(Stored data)
------------
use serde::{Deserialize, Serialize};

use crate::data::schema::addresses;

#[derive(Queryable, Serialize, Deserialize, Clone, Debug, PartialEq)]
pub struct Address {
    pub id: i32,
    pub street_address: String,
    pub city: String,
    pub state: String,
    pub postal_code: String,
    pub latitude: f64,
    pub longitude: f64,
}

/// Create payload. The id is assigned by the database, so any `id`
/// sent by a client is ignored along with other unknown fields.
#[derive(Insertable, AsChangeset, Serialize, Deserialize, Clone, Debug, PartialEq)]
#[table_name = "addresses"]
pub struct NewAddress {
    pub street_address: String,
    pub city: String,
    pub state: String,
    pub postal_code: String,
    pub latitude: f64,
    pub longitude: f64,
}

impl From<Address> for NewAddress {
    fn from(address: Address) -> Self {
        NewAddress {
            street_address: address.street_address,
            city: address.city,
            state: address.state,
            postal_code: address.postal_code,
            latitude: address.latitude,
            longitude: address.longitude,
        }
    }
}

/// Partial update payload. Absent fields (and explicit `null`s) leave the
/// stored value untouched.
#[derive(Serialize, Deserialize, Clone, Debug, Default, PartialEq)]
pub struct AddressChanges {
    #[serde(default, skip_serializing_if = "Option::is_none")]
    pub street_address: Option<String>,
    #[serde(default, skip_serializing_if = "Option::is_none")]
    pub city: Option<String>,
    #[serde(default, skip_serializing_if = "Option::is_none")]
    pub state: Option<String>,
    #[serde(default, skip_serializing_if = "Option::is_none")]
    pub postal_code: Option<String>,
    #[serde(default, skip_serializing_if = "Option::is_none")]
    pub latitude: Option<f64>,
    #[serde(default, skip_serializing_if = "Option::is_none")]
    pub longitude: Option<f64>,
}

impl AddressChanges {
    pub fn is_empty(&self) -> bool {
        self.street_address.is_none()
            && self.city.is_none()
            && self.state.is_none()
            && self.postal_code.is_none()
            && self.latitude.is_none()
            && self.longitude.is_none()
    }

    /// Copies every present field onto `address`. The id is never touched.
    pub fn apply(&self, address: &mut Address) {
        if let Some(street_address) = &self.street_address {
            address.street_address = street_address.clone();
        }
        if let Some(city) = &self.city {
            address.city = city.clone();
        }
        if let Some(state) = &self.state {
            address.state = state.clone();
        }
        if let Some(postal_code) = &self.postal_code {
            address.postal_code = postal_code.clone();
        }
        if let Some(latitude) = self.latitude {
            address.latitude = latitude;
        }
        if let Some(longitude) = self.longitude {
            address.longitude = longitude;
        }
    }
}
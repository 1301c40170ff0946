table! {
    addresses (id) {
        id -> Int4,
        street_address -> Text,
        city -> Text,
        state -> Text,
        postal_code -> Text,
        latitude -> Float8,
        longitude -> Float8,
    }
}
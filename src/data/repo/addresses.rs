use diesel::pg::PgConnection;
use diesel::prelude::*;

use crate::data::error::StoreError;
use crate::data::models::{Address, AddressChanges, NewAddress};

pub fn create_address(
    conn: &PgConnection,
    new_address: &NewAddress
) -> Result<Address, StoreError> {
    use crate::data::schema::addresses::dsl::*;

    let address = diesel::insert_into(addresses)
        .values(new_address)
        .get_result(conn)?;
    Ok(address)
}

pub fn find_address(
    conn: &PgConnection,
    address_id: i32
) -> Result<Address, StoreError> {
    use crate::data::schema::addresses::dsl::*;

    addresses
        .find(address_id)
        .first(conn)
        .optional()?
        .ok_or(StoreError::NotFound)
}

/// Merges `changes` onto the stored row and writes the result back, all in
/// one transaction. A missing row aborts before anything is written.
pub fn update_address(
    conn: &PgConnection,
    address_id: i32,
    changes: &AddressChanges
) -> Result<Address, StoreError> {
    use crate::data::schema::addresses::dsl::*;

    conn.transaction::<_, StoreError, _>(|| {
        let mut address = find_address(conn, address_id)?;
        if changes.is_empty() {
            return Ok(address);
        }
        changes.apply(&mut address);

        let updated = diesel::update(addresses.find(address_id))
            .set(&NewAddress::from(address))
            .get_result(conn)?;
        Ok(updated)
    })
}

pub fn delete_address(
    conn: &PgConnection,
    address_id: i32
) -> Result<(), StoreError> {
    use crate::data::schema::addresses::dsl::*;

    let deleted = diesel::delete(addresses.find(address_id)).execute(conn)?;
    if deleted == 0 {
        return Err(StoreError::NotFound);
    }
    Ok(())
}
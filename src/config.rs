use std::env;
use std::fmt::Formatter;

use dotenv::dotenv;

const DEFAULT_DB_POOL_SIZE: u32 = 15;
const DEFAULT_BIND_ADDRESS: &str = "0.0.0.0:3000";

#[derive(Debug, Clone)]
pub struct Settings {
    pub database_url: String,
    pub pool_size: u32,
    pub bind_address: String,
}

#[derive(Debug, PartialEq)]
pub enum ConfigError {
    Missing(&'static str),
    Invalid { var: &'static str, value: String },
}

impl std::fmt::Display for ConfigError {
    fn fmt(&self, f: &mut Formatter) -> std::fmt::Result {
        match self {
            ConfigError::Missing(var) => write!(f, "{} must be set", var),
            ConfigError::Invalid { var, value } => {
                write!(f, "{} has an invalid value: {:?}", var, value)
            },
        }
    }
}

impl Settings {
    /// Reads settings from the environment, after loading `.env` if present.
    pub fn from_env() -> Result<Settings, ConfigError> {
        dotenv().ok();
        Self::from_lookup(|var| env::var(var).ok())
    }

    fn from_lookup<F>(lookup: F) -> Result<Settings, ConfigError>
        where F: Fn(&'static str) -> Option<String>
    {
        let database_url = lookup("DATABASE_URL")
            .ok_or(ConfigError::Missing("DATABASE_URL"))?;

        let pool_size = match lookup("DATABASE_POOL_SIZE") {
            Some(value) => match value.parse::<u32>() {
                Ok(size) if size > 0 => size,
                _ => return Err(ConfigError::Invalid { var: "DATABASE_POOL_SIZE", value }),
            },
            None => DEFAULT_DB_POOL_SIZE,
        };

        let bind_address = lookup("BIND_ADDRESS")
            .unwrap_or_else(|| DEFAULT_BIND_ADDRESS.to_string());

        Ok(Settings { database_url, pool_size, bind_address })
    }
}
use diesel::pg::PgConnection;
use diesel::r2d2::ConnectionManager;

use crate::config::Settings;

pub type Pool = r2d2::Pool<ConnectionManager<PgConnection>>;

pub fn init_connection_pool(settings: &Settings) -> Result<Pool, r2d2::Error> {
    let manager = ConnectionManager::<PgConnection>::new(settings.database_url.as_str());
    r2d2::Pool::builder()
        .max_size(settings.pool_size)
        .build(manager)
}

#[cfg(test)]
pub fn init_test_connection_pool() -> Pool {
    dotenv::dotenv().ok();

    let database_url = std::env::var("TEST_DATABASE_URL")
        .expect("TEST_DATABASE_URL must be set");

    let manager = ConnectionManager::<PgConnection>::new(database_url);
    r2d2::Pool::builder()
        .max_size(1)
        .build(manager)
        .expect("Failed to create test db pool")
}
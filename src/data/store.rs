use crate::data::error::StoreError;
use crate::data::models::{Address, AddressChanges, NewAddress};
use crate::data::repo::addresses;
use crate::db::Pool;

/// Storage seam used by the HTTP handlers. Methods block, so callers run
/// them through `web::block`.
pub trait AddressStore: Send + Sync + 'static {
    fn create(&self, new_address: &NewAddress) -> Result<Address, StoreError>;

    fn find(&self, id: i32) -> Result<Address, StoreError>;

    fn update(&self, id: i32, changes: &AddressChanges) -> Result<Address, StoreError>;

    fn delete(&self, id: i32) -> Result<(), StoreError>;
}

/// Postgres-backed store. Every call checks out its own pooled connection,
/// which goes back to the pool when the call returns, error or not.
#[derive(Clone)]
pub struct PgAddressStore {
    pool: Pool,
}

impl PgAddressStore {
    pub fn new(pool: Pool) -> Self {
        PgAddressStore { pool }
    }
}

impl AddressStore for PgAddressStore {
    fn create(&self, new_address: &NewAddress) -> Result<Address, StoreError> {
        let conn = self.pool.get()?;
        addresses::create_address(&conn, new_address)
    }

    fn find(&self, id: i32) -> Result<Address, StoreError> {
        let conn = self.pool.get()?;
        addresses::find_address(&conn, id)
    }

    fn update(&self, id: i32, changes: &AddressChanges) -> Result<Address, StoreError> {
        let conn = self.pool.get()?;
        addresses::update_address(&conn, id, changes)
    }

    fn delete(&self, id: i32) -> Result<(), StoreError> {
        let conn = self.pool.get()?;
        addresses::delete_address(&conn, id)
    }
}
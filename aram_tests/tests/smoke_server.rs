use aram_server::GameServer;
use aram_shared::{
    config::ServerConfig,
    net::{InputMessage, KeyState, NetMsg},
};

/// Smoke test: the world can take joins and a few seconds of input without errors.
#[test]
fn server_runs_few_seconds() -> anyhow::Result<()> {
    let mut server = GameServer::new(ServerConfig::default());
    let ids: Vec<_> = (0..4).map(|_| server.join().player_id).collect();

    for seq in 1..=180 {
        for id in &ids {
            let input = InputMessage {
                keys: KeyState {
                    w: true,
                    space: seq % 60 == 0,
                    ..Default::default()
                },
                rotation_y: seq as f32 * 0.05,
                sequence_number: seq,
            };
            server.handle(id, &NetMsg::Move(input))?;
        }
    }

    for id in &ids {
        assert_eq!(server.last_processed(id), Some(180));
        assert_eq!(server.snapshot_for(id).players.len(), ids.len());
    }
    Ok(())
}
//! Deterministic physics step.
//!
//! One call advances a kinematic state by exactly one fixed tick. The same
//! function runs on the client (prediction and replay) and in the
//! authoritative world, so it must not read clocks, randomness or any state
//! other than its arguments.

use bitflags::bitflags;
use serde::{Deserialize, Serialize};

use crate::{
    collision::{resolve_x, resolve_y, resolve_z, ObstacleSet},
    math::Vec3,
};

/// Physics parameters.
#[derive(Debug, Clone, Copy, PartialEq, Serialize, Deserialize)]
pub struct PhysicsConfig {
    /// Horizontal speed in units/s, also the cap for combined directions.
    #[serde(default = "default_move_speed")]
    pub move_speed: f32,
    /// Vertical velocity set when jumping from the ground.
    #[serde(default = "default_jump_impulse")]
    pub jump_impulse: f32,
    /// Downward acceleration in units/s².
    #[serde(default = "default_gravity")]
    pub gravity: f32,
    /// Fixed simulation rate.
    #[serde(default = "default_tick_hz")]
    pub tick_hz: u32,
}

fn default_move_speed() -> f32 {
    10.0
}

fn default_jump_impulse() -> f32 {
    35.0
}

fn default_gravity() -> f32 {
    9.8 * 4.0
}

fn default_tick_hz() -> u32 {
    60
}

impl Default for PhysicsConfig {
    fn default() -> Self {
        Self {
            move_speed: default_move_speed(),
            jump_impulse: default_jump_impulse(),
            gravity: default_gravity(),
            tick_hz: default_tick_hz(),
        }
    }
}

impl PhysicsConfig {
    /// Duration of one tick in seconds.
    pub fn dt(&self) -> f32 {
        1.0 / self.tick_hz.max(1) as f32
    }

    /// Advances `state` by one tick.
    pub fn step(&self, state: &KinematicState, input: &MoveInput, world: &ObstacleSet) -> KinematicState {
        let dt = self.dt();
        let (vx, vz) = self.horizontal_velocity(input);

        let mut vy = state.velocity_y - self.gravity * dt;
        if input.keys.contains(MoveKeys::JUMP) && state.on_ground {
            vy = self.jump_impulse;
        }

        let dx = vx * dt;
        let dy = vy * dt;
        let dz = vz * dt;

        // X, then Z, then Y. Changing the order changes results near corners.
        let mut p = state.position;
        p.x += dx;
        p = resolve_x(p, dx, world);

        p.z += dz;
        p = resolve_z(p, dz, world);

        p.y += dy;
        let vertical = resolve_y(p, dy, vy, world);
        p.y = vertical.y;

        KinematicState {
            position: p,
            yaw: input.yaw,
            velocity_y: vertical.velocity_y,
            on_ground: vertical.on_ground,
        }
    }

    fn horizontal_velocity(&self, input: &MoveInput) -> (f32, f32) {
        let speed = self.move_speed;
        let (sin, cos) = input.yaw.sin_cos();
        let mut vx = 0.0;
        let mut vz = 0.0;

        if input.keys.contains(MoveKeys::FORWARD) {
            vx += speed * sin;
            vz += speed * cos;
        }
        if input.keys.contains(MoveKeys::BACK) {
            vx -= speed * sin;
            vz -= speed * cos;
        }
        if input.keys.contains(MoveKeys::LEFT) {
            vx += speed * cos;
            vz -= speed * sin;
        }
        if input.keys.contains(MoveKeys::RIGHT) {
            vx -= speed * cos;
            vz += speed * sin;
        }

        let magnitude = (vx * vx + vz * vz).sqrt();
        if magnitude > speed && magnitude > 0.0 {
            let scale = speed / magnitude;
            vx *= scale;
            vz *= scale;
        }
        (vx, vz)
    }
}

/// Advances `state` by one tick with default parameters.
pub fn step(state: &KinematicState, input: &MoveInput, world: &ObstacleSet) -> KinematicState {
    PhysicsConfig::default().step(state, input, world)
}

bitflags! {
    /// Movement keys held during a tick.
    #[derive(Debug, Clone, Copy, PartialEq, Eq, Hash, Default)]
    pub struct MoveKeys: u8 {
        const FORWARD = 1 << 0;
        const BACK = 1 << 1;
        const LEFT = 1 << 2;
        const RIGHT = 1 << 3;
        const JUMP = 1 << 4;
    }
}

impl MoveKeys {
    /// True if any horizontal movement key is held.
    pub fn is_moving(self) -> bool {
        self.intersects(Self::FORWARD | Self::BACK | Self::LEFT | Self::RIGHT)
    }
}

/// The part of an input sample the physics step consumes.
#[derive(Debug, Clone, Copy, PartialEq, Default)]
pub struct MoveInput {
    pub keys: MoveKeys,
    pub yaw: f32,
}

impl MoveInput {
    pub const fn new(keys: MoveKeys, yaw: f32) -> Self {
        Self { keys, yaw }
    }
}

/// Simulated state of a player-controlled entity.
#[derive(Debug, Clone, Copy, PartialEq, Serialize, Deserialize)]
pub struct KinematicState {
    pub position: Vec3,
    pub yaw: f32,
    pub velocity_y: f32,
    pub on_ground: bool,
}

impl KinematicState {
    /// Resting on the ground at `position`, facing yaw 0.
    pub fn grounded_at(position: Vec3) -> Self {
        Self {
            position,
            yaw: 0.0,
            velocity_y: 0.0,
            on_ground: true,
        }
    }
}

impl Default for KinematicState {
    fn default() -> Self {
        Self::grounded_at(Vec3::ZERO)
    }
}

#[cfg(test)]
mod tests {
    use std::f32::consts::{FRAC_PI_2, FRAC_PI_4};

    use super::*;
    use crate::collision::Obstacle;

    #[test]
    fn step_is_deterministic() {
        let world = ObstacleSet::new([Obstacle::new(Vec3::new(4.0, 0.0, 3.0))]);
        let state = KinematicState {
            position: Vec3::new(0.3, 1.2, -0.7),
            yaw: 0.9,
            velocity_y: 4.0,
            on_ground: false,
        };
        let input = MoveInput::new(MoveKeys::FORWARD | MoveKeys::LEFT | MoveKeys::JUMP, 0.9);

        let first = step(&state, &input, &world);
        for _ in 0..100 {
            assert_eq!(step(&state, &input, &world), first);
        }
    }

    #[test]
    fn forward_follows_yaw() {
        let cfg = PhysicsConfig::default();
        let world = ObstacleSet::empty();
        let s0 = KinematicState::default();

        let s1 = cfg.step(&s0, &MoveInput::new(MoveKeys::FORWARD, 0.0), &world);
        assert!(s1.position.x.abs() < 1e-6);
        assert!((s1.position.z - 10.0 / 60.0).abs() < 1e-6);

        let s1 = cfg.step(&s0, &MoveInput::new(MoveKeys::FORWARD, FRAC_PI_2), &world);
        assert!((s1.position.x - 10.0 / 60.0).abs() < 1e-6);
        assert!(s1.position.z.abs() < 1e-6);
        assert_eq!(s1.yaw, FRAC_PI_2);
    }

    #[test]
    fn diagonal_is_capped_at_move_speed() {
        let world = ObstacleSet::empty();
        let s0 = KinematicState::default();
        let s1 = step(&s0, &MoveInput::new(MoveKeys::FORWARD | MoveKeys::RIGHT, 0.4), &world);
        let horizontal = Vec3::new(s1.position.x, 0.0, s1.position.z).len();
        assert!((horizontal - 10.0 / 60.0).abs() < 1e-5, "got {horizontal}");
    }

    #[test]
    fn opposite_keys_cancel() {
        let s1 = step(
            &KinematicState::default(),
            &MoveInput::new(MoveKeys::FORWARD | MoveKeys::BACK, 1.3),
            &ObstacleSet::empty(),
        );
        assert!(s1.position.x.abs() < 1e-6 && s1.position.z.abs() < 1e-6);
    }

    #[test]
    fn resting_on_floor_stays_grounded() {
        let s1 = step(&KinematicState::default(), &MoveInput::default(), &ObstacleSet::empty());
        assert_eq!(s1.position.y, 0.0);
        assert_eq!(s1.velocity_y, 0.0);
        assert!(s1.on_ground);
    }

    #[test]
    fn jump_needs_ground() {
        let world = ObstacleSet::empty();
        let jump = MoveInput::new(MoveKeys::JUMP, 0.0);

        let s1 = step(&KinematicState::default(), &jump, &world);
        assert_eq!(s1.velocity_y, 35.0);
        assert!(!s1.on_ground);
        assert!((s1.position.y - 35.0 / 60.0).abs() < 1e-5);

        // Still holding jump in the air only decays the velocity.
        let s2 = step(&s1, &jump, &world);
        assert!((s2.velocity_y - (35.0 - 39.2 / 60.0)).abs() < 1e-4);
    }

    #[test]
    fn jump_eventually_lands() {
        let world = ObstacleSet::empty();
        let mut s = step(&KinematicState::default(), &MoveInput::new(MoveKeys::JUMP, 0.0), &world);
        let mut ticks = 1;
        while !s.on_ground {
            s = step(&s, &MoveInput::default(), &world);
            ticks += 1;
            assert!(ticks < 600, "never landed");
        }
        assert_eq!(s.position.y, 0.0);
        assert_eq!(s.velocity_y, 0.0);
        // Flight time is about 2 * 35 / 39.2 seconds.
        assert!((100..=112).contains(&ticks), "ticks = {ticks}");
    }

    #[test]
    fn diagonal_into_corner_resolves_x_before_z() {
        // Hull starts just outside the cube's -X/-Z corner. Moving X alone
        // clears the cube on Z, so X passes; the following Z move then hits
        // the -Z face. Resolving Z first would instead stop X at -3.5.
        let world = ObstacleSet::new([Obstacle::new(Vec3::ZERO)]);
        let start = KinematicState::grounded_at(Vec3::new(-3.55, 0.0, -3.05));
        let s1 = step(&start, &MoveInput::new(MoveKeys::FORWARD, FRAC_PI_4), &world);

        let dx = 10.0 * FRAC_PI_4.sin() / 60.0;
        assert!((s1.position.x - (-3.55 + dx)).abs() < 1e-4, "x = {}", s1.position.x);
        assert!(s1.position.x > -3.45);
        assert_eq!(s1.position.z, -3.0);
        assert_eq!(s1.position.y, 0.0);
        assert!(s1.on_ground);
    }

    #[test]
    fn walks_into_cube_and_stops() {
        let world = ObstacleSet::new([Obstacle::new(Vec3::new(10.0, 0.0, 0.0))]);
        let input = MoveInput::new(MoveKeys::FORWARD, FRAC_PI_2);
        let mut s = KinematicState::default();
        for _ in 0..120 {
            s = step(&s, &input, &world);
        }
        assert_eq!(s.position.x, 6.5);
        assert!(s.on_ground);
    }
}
------------
▸ EXERCISE BRIEF:
Your answer should consist of copies of the lines above that include the string "client".

▸ RESULT FOR THIS TASK:
/// sent by a client is ignored along with other unknown fields.
//! function runs on the client (prediction and replay) and in the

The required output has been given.